* _RECORDS PROVIDED_:
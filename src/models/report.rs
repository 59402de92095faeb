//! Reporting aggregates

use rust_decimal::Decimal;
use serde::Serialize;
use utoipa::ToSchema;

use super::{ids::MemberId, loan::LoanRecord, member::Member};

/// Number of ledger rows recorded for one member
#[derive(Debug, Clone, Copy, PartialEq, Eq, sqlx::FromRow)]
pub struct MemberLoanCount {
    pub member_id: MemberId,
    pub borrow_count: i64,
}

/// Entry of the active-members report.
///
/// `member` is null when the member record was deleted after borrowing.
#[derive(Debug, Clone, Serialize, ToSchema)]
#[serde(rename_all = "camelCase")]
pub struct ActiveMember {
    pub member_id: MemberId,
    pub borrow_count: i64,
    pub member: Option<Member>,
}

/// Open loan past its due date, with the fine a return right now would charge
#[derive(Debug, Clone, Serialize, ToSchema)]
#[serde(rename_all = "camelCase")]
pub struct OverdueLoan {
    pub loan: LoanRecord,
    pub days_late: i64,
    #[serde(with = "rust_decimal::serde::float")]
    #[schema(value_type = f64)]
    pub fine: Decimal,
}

* _TASK DIRECTIONS_: Search the entries for the word "serde" and gather every line where it appears.

* _YOUR RESPONSE_:
use serde::Serialize;
#[serde(rename_all = "camelCase")]
#[serde(rename_all = "camelCase")]
    #[serde(with = "rust_decimal::serde::float")]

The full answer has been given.